■ EXERCISE
Locate every line in the material below that has the word "SubscriptionHandle". Copy each of those lines.

*** Opening of EXTRACTED MATERIAL ***

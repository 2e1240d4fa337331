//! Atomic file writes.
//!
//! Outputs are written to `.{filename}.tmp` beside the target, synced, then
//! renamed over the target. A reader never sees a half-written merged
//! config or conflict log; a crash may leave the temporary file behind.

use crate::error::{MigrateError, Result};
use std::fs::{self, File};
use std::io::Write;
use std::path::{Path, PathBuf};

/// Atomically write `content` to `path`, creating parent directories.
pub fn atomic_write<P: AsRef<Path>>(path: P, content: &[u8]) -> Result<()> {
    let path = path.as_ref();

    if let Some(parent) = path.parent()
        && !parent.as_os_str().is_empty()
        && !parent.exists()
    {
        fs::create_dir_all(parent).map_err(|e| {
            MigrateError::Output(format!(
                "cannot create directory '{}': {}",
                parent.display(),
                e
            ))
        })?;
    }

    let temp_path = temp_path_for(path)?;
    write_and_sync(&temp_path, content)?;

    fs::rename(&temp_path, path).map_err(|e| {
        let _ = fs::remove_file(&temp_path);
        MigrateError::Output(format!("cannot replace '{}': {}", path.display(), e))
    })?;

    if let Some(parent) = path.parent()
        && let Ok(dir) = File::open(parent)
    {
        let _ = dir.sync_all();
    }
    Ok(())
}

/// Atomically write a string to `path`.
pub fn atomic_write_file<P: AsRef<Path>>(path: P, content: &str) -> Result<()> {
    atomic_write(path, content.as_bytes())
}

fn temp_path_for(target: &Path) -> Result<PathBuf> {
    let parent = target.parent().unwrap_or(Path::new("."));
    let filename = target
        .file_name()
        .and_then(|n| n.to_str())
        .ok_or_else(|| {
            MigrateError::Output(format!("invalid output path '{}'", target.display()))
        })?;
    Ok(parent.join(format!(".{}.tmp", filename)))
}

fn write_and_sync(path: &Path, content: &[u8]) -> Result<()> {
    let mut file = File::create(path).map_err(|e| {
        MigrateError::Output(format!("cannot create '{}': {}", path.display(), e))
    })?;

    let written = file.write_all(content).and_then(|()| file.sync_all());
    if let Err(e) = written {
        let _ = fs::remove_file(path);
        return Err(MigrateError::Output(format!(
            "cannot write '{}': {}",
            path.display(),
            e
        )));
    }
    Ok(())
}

*** Close of EXTRACTED MATERIAL ***
*** Opening of EXTRACTED MATERIAL ***

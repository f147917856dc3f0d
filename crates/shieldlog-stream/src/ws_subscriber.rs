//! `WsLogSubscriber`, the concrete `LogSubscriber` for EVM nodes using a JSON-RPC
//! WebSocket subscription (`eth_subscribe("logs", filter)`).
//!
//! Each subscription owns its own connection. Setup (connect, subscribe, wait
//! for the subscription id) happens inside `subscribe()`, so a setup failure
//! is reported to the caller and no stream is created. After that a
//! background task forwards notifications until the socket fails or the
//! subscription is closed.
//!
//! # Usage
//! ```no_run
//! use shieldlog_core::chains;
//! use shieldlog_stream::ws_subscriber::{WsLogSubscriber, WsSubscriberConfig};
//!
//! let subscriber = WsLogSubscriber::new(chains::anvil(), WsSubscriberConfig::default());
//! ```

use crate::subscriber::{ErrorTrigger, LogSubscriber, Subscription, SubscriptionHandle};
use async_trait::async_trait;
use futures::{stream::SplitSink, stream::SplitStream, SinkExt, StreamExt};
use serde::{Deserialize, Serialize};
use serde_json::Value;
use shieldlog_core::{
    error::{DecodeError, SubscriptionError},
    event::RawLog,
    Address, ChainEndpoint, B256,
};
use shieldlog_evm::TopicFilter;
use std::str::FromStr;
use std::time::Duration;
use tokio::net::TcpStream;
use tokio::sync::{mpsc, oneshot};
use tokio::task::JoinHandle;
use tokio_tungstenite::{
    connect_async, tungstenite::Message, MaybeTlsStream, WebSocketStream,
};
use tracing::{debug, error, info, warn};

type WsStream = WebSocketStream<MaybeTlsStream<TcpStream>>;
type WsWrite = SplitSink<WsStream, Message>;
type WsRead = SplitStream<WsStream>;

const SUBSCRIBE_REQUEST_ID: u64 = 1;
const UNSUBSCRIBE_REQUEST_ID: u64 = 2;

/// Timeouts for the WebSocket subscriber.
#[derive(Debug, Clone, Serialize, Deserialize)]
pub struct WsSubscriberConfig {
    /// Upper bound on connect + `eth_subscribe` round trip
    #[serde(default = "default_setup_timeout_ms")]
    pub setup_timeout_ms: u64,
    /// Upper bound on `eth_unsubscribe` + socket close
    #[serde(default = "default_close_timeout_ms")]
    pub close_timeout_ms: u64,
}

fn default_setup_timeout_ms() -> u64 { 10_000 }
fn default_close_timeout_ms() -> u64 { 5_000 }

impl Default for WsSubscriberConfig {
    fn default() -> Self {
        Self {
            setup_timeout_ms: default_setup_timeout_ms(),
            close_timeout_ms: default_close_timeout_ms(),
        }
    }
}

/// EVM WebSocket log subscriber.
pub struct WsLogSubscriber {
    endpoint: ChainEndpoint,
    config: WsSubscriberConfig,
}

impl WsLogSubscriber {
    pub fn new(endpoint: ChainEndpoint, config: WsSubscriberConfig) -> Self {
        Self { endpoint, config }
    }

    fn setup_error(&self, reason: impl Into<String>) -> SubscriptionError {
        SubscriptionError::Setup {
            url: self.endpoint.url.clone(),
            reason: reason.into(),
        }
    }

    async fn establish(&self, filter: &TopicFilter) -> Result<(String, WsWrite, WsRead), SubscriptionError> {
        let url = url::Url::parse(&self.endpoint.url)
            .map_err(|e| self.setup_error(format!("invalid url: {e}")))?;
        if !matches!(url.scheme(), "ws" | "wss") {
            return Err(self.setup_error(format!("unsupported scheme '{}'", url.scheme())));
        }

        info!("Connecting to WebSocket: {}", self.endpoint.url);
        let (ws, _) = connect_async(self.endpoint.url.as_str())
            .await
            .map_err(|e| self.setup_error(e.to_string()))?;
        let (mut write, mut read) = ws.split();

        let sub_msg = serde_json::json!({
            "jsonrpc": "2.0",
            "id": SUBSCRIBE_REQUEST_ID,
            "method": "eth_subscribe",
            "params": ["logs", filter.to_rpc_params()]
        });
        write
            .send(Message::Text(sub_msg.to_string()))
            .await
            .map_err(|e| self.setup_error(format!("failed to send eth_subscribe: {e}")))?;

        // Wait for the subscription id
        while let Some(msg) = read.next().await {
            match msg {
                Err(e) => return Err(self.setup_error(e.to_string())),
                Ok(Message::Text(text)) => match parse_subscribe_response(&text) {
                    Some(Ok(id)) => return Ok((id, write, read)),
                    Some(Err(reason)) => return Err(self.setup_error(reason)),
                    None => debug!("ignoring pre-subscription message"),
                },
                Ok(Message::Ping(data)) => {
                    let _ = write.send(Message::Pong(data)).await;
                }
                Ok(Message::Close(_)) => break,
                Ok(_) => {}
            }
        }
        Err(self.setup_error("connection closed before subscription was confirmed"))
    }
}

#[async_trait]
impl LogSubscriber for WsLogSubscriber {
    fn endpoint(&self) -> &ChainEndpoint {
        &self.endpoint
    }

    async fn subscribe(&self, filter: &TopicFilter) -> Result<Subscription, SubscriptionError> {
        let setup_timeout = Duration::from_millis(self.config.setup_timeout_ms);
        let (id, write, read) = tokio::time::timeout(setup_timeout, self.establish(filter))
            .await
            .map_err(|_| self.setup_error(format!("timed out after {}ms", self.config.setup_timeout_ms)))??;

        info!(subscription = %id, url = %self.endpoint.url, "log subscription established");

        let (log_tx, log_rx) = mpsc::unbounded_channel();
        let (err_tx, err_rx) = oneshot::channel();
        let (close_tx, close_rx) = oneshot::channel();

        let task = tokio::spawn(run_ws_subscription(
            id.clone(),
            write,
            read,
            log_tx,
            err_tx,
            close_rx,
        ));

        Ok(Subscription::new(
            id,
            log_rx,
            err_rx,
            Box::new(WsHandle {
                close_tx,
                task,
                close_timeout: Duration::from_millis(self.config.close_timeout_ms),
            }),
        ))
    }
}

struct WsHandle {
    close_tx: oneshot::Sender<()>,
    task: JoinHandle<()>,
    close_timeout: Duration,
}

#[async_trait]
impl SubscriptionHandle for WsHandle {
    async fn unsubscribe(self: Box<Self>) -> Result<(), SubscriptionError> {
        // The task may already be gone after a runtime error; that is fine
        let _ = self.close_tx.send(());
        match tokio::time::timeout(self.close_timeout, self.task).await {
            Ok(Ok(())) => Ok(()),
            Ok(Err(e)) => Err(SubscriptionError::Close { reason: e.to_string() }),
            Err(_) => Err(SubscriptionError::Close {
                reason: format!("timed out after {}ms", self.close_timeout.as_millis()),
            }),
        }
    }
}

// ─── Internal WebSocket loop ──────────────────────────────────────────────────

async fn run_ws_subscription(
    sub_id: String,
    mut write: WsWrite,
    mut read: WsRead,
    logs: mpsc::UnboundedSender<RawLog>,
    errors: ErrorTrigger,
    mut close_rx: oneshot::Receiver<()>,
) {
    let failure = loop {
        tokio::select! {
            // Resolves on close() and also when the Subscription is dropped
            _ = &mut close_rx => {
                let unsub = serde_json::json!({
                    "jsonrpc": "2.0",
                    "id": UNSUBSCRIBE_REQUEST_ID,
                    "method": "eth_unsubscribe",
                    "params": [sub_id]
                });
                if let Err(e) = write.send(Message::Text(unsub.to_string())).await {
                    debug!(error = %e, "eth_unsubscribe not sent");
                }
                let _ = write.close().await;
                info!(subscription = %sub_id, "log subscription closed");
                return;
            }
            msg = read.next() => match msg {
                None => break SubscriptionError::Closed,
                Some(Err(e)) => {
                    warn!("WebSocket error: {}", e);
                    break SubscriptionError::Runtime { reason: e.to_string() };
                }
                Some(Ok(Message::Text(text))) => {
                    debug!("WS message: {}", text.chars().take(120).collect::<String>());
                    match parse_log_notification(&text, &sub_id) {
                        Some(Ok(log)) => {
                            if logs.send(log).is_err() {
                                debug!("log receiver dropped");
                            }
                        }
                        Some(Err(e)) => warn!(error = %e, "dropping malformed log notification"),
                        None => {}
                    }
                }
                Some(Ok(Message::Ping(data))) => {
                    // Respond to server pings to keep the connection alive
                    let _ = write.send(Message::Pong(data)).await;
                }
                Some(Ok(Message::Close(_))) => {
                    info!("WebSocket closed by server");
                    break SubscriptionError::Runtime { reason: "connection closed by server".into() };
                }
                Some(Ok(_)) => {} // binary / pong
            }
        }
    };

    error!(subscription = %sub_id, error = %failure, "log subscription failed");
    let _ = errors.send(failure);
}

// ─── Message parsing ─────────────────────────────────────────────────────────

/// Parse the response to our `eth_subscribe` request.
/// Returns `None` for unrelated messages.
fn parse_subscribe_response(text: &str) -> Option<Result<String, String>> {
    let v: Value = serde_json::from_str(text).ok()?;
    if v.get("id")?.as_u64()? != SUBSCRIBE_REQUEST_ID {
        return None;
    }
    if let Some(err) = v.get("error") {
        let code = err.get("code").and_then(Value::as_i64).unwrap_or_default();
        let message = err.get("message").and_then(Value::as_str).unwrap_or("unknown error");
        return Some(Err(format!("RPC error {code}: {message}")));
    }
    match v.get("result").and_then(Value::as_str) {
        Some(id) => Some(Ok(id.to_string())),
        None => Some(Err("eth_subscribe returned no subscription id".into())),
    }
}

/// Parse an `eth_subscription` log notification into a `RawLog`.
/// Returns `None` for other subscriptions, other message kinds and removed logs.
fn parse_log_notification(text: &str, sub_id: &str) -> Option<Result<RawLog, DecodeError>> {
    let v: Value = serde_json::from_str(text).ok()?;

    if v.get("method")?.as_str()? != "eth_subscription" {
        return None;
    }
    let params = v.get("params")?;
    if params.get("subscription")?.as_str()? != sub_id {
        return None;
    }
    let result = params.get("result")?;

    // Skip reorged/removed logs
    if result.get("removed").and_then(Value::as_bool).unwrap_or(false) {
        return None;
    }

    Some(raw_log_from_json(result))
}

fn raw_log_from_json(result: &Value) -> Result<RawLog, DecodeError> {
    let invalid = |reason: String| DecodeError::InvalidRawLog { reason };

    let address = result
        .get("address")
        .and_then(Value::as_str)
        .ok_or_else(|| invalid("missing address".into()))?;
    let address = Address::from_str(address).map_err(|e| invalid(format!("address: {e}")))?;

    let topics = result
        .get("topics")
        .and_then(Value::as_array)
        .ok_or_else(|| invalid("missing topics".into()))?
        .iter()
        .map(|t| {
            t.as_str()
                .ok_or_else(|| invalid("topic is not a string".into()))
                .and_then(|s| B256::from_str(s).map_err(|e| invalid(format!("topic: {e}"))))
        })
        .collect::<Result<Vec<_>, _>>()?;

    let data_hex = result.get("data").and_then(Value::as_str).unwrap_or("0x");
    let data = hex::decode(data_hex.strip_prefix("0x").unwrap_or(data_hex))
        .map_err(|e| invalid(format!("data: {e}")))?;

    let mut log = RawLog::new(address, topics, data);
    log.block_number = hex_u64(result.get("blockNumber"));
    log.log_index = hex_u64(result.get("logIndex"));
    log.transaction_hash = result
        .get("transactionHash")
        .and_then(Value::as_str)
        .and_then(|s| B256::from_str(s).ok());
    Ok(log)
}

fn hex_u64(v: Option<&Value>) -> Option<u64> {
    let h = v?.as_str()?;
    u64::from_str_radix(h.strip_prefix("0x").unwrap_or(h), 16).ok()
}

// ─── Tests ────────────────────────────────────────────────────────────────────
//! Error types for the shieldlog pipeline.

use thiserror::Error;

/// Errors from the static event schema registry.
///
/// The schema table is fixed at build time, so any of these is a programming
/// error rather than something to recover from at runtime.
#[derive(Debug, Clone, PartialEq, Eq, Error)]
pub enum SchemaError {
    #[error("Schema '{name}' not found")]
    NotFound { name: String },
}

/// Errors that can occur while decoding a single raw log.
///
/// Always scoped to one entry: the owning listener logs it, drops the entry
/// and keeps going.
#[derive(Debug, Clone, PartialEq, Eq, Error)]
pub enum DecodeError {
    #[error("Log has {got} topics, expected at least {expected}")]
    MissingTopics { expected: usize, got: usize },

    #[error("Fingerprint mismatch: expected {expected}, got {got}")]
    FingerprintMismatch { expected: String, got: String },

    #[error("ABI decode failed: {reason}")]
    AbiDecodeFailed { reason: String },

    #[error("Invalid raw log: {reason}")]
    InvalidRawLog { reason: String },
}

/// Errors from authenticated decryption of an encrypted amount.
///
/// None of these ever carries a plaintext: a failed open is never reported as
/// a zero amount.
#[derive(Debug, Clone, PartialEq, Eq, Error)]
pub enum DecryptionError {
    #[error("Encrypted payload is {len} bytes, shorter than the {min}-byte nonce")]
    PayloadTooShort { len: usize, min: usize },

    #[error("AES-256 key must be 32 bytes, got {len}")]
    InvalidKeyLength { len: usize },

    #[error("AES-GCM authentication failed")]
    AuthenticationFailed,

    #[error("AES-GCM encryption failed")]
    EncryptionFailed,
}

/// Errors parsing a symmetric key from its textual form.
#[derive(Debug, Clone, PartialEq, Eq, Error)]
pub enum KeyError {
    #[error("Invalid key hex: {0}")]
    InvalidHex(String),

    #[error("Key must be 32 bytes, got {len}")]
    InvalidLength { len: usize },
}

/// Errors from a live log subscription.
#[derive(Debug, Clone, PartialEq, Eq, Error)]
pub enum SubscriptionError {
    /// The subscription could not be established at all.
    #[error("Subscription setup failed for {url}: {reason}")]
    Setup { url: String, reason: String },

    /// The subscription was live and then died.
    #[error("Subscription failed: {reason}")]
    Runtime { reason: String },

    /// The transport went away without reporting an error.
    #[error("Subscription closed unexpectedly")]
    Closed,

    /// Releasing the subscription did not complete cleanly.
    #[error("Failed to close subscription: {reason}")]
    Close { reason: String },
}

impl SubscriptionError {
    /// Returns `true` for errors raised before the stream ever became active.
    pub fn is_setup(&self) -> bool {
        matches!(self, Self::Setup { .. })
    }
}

*** Close of EXTRACTED MATERIAL ***
*** Opening of EXTRACTED MATERIAL ***

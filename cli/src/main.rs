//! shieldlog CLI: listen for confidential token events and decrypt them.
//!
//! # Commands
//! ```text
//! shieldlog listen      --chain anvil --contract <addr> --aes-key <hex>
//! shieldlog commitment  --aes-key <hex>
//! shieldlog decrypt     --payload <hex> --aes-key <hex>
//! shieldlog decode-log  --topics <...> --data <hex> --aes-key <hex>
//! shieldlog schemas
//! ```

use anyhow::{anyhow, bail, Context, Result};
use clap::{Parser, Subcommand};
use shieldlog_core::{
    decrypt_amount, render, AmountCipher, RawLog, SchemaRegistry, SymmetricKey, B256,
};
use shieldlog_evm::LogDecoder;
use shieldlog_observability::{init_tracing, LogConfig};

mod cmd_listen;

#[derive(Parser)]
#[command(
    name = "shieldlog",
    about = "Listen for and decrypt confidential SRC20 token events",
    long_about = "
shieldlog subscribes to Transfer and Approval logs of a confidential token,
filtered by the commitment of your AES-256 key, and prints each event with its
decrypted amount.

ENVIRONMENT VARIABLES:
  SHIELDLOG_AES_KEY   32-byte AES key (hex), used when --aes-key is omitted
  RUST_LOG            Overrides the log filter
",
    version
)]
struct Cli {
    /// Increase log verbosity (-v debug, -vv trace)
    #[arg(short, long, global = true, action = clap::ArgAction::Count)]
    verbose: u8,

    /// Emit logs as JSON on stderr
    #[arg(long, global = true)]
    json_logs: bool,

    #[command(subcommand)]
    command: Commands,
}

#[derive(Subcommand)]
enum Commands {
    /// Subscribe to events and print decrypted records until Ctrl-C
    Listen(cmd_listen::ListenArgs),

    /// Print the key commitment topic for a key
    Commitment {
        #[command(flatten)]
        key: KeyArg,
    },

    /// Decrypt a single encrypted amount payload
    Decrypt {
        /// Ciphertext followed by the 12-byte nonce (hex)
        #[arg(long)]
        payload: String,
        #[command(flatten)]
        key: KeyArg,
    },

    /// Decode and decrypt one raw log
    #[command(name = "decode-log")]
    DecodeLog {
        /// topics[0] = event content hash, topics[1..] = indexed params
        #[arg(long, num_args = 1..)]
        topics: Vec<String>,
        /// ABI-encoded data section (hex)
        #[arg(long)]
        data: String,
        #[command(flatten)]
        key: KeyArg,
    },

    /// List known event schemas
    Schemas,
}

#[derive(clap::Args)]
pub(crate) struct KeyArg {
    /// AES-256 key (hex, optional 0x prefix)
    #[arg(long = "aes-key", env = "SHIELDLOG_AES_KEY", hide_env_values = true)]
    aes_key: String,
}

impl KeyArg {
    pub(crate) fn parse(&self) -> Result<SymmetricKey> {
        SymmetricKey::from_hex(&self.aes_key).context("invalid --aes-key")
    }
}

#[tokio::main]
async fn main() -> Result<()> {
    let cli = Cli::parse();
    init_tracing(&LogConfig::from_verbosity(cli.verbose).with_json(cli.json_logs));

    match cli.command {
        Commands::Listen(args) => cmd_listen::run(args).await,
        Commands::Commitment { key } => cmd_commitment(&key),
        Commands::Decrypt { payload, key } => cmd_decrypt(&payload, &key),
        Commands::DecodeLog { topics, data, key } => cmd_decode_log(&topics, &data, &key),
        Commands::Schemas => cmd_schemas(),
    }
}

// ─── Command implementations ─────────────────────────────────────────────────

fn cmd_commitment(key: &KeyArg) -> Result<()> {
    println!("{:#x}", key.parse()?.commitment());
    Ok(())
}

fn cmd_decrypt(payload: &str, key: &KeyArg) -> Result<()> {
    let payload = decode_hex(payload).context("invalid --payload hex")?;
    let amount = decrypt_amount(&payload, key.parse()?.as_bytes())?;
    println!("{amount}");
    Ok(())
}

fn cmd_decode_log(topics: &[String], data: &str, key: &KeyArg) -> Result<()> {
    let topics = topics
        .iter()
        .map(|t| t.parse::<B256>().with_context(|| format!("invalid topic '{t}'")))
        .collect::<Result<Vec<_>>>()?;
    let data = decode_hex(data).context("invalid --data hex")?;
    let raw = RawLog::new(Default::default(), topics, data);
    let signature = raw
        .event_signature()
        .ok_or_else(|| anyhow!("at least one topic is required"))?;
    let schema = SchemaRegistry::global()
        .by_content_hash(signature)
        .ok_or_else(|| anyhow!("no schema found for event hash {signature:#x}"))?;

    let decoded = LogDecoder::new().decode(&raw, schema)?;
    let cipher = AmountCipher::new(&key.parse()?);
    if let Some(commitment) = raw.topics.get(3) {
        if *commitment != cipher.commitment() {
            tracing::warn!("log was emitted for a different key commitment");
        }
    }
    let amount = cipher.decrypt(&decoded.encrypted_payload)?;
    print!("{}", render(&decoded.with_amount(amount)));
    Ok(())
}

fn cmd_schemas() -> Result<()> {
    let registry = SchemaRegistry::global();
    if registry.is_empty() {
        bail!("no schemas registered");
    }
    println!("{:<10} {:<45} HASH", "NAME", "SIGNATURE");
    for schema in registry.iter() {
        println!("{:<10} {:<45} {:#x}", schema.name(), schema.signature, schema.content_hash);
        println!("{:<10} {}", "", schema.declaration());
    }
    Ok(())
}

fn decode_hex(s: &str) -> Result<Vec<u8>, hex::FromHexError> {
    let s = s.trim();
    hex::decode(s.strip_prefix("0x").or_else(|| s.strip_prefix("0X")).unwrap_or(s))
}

*** Close of EXTRACTED MATERIAL ***

■ EXPECTED ANSWER
use crate::subscriber::{ErrorTrigger, LogSubscriber, Subscription, SubscriptionHandle};
impl SubscriptionHandle for WsHandle {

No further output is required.